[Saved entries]
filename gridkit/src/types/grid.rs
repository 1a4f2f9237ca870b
/// Which cell edges a gridded node sticks to.
///
/// Sticking to both opposite edges stretches the node across the cell;
/// sticking to neither centres it.
#[derive(Debug, Clone, Copy, PartialEq, Eq, Default)]
pub struct Sticky {
    pub north: bool,
    pub south: bool,
    pub east: bool,
    pub west: bool,
}

impl Sticky {
    pub const NONE: Sticky = Sticky::new(false, false, false, false);
    pub const N: Sticky = Sticky::new(true, false, false, false);
    pub const S: Sticky = Sticky::new(false, true, false, false);
    pub const E: Sticky = Sticky::new(false, false, true, false);
    pub const W: Sticky = Sticky::new(false, false, false, true);
    pub const NS: Sticky = Sticky::new(true, true, false, false);
    pub const EW: Sticky = Sticky::new(false, false, true, true);
    pub const NSEW: Sticky = Sticky::new(true, true, true, true);

    pub const fn new(north: bool, south: bool, east: bool, west: bool) -> Self {
        Self {
            north,
            south,
            east,
            west,
        }
    }

    pub const fn union(self, other: Sticky) -> Self {
        Self {
            north: self.north || other.north,
            south: self.south || other.south,
            east: self.east || other.east,
            west: self.west || other.west,
        }
    }
}

#[derive(Debug, Clone, Copy, PartialEq, Eq, Default)]
pub enum Orient {
    #[default]
    Vertical,
    Horizontal,
}

/// Grid placement of a node inside its parent.
#[derive(Debug, Clone, Copy, PartialEq, Eq)]
pub struct Grid {
    pub column: usize,
    pub row: usize,
    pub columnspan: usize,
    pub rowspan: usize,
    pub sticky: Sticky,
    /// External padding (left, right).
    pub padx: (u16, u16),
    /// External padding (top, bottom).
    pub pady: (u16, u16),
}

impl Default for Grid {
    fn default() -> Self {
        Self {
            column: 0,
            row: 0,
            columnspan: 1,
            rowspan: 1,
            sticky: Sticky::NONE,
            padx: (0, 0),
            pady: (0, 0),
        }
    }
}

impl Grid {
    pub fn at(column: usize, row: usize) -> Self {
        Self {
            column,
            row,
            ..Default::default()
        }
    }

    pub fn sticky(mut self, sticky: Sticky) -> Self {
        self.sticky = sticky;
        self
    }

    pub fn columnspan(mut self, span: usize) -> Self {
        self.columnspan = span.max(1);
        self
    }

    pub fn rowspan(mut self, span: usize) -> Self {
        self.rowspan = span.max(1);
        self
    }

    pub fn padx(mut self, left: u16, right: u16) -> Self {
        self.padx = (left, right);
        self
    }

    pub fn pady(mut self, top: u16, bottom: u16) -> Self {
        self.pady = (top, bottom);
        self
    }
}
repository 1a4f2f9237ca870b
//! Widget configuration types.

use std::time::Duration;

use gridkit::{Color, TextWrap};

/// Behaviour of a [`ScrollableFrame`](crate::ScrollableFrame).
#[derive(Debug, Clone)]
pub struct ScrollConfig {
    /// Delay before the content width is re-synced after the viewport is
    /// resized. Configure events while a resync is pending are absorbed.
    pub settle_delay: Duration,
    /// Rows scrolled per wheel notch.
    pub wheel_units: i32,
    /// Background of the viewport and content frame.
    pub background: Option<Color>,
}

impl Default for ScrollConfig {
    fn default() -> Self {
        Self {
            settle_delay: Duration::from_millis(75),
            wheel_units: 1,
            background: Some(Color::named("white")),
        }
    }
}

impl ScrollConfig {
    pub fn new() -> Self {
        Self::default()
    }

    pub fn settle_delay(mut self, delay: Duration) -> Self {
        self.settle_delay = delay;
        self
    }

    pub fn wheel_units(mut self, units: i32) -> Self {
        self.wheel_units = units;
        self
    }

    pub fn background(mut self, color: impl Into<Color>) -> Self {
        self.background = Some(color.into());
        self
    }
}

/// Look of a [`ListboxItem`](crate::ListboxItem).
#[derive(Debug, Clone)]
pub struct ItemStyle {
    pub normal: Color,
    /// Background when selected, and while hovered when not selected.
    pub selected: Color,
    pub padx: u16,
    pub pady: u16,
}

impl Default for ItemStyle {
    fn default() -> Self {
        Self {
            normal: Color::named("white"),
            selected: Color::named("light sky blue"),
            padx: 1,
            pady: 0,
        }
    }
}

impl ItemStyle {
    pub fn new() -> Self {
        Self::default()
    }

    pub fn normal(mut self, color: impl Into<Color>) -> Self {
        self.normal = color.into();
        self
    }

    pub fn selected(mut self, color: impl Into<Color>) -> Self {
        self.selected = color.into();
        self
    }

    pub fn padding(mut self, padx: u16, pady: u16) -> Self {
        self.padx = padx;
        self.pady = pady;
        self
    }
}

/// Behaviour of a [`ResizableText`](crate::ResizableText).
#[derive(Debug, Clone)]
pub struct TextConfig {
    /// Delay between a configure event and the height recompute it causes.
    pub resize_debounce: Duration,
    pub wrap: TextWrap,
    /// Width in columns; the laid-out width wins once mapped.
    pub width: Option<u16>,
}

impl Default for TextConfig {
    fn default() -> Self {
        Self {
            resize_debounce: Duration::from_millis(200),
            wrap: TextWrap::Char,
            width: None,
        }
    }
}

impl TextConfig {
    pub fn new() -> Self {
        Self::default()
    }

    pub fn resize_debounce(mut self, delay: Duration) -> Self {
        self.resize_debounce = delay;
        self
    }

    pub fn wrap(mut self, wrap: TextWrap) -> Self {
        self.wrap = wrap;
        self
    }

    pub fn width(mut self, width: u16) -> Self {
        self.width = Some(width);
        self
    }
}
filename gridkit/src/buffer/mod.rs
mod buffer;
mod cell;

pub use buffer::Buffer;
pub use cell::Cell;
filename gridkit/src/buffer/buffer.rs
use super::Cell;
use crate::layout::Rect;
use crate::text::char_width;
use crate::types::Rgb;

/// A screen-sized grid of cells.
///
/// All drawing helpers take signed coordinates and a clip rectangle;
/// anything outside the clip or the buffer is dropped.
#[derive(Debug, Clone)]
pub struct Buffer {
    width: u16,
    height: u16,
    cells: Vec<Cell>,
}

impl Buffer {
    pub fn new(width: u16, height: u16) -> Self {
        Self {
            width,
            height,
            cells: vec![Cell::default(); width as usize * height as usize],
        }
    }

    pub fn width(&self) -> u16 {
        self.width
    }

    pub fn height(&self) -> u16 {
        self.height
    }

    pub fn area(&self) -> Rect {
        Rect::from_size(self.width, self.height)
    }

    pub fn get(&self, x: u16, y: u16) -> Option<&Cell> {
        self.index(x as i32, y as i32).map(|i| &self.cells[i])
    }

    pub fn set(&mut self, x: i32, y: i32, cell: Cell) {
        if let Some(i) = self.index(x, y) {
            self.cells[i] = cell;
        }
    }

    /// Paint the background of every cell in `rect ∩ clip`.
    pub fn fill(&mut self, rect: Rect, clip: Rect, bg: Rgb) {
        let Some(area) = rect.intersect(&clip) else {
            return;
        };
        for y in area.y..area.bottom() {
            for x in area.x..area.right() {
                if let Some(i) = self.index(x, y) {
                    self.cells[i] = Cell::default().with_bg(bg);
                }
            }
        }
    }

    /// Write a single line of text starting at `(x, y)`, keeping each cell's
    /// existing background. Returns the number of columns consumed.
    pub fn put_str(&mut self, x: i32, y: i32, text: &str, fg: Rgb, bold: bool, clip: Rect) -> u16 {
        let mut col = x;
        for ch in text.chars() {
            let width = char_width(ch) as i32;
            if width == 0 {
                continue;
            }
            if clip.contains(col, y) {
                if let Some(i) = self.index(col, y) {
                    let cell = &mut self.cells[i];
                    cell.char = ch;
                    cell.fg = fg;
                    cell.bold = bold;
                    cell.wide_continuation = false;
                }
                if width == 2 && clip.contains(col + 1, y) {
                    if let Some(i) = self.index(col + 1, y) {
                        self.cells[i].wide_continuation = true;
                    }
                }
            }
            col += width;
        }
        (col - x) as u16
    }

    pub fn clear(&mut self) {
        self.cells.fill(Cell::default());
    }

    /// Cells of `self` that differ from `other`, with their positions.
    pub fn diff<'a>(&'a self, other: &'a Buffer) -> impl Iterator<Item = (u16, u16, &'a Cell)> {
        let width = self.width as usize;
        self.cells
            .iter()
            .zip(other.cells.iter())
            .enumerate()
            .filter(|(_, (a, b))| a != b)
            .map(move |(i, (cell, _))| ((i % width) as u16, (i / width) as u16, cell))
    }

    /// One row as a plain string, wide continuation cells skipped.
    pub fn row_text(&self, y: u16) -> String {
        if y >= self.height {
            return String::new();
        }
        let start = y as usize * self.width as usize;
        self.cells[start..start + self.width as usize]
            .iter()
            .filter(|c| !c.wide_continuation)
            .map(|c| c.char)
            .collect()
    }

    fn index(&self, x: i32, y: i32) -> Option<usize> {
        if x < 0 || y < 0 || x >= self.width as i32 || y >= self.height as i32 {
            return None;
        }
        Some(y as usize * self.width as usize + x as usize)
    }
}
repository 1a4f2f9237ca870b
use std::cell::RefCell;
use std::collections::HashMap;
use std::fmt;
use std::rc::{Rc, Weak};
use std::sync::atomic::{AtomicU64, Ordering};
use std::time::Duration;

use crate::bindings::{self, BindingId, Bindings, Handler};
use crate::event::{Event, EventKind, Propagation};
use crate::layout::{self, Rect};
use crate::text::{self, TextWrap};
use crate::timer::{Scheduler, TimerId};
use crate::toolkit::Shared;
use crate::types::{Color, Grid, Orient, Style};

static NEXT_ID: AtomicU64 = AtomicU64::new(1);

/// Columns a text node asks for when nothing else is configured.
pub const DEFAULT_TEXT_WIDTH: u16 = 20;

#[derive(Debug, Clone, Copy, PartialEq, Eq, Hash, PartialOrd, Ord)]
pub struct NodeId(u64);

impl NodeId {
    fn next() -> Self {
        Self(NEXT_ID.fetch_add(1, Ordering::Relaxed))
    }

    pub fn get(self) -> u64 {
        self.0
    }
}

impl fmt::Display for NodeId {
    fn fmt(&self, f: &mut fmt::Formatter<'_>) -> fmt::Result {
        write!(f, "node-{}", self.0)
    }
}

#[derive(Debug, Clone, Copy, PartialEq, Eq)]
pub enum ScrollUnit {
    Units,
    Pages,
}

/// What a scrollbar asks its view to do.
#[derive(Debug, Clone, Copy, PartialEq)]
pub enum ScrollAction {
    Scroll(i32, ScrollUnit),
    MoveTo(f32),
}

pub type ScrollCommand = Rc<dyn Fn(ScrollAction)>;
pub type YScrollCommand = Rc<dyn Fn(f32, f32)>;

pub(crate) struct ScrollbarState {
    pub orient: Orient,
    pub first: f32,
    pub last: f32,
    pub command: Option<ScrollCommand>,
}

pub(crate) struct ViewportState {
    /// Node embedded at the viewport origin.
    pub window: Option<Node>,
    /// Width forced onto the window; its natural width otherwise.
    pub window_width: Option<u16>,
    pub scroll_region: Option<Rect>,
    pub offset_y: i32,
    pub yscroll: Option<YScrollCommand>,
    /// Fractions last passed to `yscroll`.
    pub reported: Option<(f32, f32)>,
}
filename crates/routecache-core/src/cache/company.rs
use std::sync::Arc;

use chrono::Duration;
use serde::Serialize;
use tracing::{debug, info};

use super::envelope::{hours_ttl, is_older_than, CacheEnvelope};
use crate::clock::Clock;
use crate::models::{CompanyDirectory, SelectedCompany};
use crate::store::{KeyValueStore, Namespace};

const NAMESPACE: &str = "company_cache";
const KEY_COMPANIES_CACHE: &str = "companies_cache";
const KEY_CACHE_TIMESTAMP: &str = "cache_timestamp";
const KEY_SELECTED_COMPANY: &str = "selected_company";

/// Company lists change rarely; one fetch per day is enough.
pub const DEFAULT_DIRECTORY_TTL_HOURS: i64 = 24;

/// Caches the company directory and the driver's selected company.
///
/// The directory expires after its TTL. The selected company never
/// expires; it stays until overwritten or cleared.
#[derive(Clone)]
pub struct CompanyDirectoryCache {
    ns: Namespace,
    clock: Arc<dyn Clock>,
    ttl: Duration,
}

impl CompanyDirectoryCache {
    pub fn new(store: Arc<dyn KeyValueStore>, clock: Arc<dyn Clock>) -> Self {
        Self {
            ns: Namespace::new(store, NAMESPACE),
            clock,
            ttl: hours_ttl(DEFAULT_DIRECTORY_TTL_HOURS),
        }
    }

    pub fn with_ttl(mut self, ttl: Duration) -> Self {
        self.ttl = ttl;
        self
    }

    // ===== Directory =====

    pub fn save_directory(&self, directory: &CompanyDirectory) {
        let now = self.clock.now_millis();
        self.ns
            .set_json(KEY_COMPANIES_CACHE, &CacheEnvelope::new(directory, now));
        self.ns.set_i64(KEY_CACHE_TIMESTAMP, now);
        debug!(companies = directory.len(), "Company directory cached");
    }

    /// The cached directory, or `None` when missing, expired or corrupt.
    /// Expired and corrupt entries are purged.
    pub fn load_directory(&self) -> Option<CompanyDirectory> {
        let raw = self.ns.get(KEY_COMPANIES_CACHE)?;

        if !self.has_valid_cache() {
            info!("Company directory cache expired, purging");
            self.clear_directory();
            return None;
        }

        match CacheEnvelope::<CompanyDirectory>::decode(&raw) {
            Some(envelope) => Some(envelope.into_payload()),
            None => {
                info!("Company directory cache unreadable, purging");
                self.clear_directory();
                None
            }
        }
    }

    /// TTL check on the stored timestamp alone; the payload is not decoded.
    pub fn has_valid_cache(&self) -> bool {
        let saved_at = self.ns.get_i64(KEY_CACHE_TIMESTAMP);
        !is_older_than(saved_at, self.clock.now_millis(), self.ttl)
    }

    pub fn clear_directory(&self) {
        self.ns.remove(KEY_COMPANIES_CACHE);
        self.ns.remove(KEY_CACHE_TIMESTAMP);
    }

    /// Age of the cached directory for display, e.g. "3h ago".
    pub fn directory_age(&self) -> Option<String> {
        self.ns.get(KEY_COMPANIES_CACHE)?;
        let saved_at = self.ns.get_i64(KEY_CACHE_TIMESTAMP);
        Some(super::envelope::age_display(
            self.clock.now_millis().saturating_sub(saved_at),
        ))
    }

    // ===== Selected company =====

    pub fn save_selected_company(&self, company: &SelectedCompany) {
        let now = self.clock.now_millis();
        self.ns
            .set_json(KEY_SELECTED_COMPANY, &CacheEnvelope::new(company, now));
    }

    pub fn load_selected_company(&self) -> Option<SelectedCompany> {
        let raw = self.ns.get(KEY_SELECTED_COMPANY)?;
        match CacheEnvelope::<SelectedCompany>::decode(&raw) {
            Some(envelope) => Some(envelope.into_payload()),
            None => {
                info!("Selected company cache unreadable, purging");
                self.clear_selected_company();
                None
            }
        }
    }

    pub fn clear_selected_company(&self) {
        self.ns.remove(KEY_SELECTED_COMPANY);
    }

    // ===== Diagnostics =====

    /// Snapshot of the cache contents. Never evicts anything.
    pub fn cache_stats(&self) -> CacheStats {
        let has_valid_cache = self.has_valid_cache();
        let companies_count = if has_valid_cache {
            self.ns
                .get(KEY_COMPANIES_CACHE)
                .and_then(|raw| CacheEnvelope::<CompanyDirectory>::decode(&raw))
                .map(|envelope| envelope.payload.len())
                .unwrap_or(0)
        } else {
            0
        };

        CacheStats {
            has_valid_cache,
            companies_count,
            has_selected_company: self
                .ns
                .get(KEY_SELECTED_COMPANY)
                .and_then(|raw| CacheEnvelope::<SelectedCompany>::decode(&raw))
                .is_some(),
            last_update_epoch_millis: self.ns.get_i64(KEY_CACHE_TIMESTAMP),
        }
    }
}

#[derive(Debug, Clone, Copy, Default, PartialEq, Eq, Serialize)]
pub struct CacheStats {
    pub has_valid_cache: bool,
    pub companies_count: usize,
    pub has_selected_company: bool,
    /// `0` when no directory was ever saved
    pub last_update_epoch_millis: i64,
}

◆ **Task directions**
How many of the lines above hold "north"? Answer with only the number.

◆ **Result of the task**
4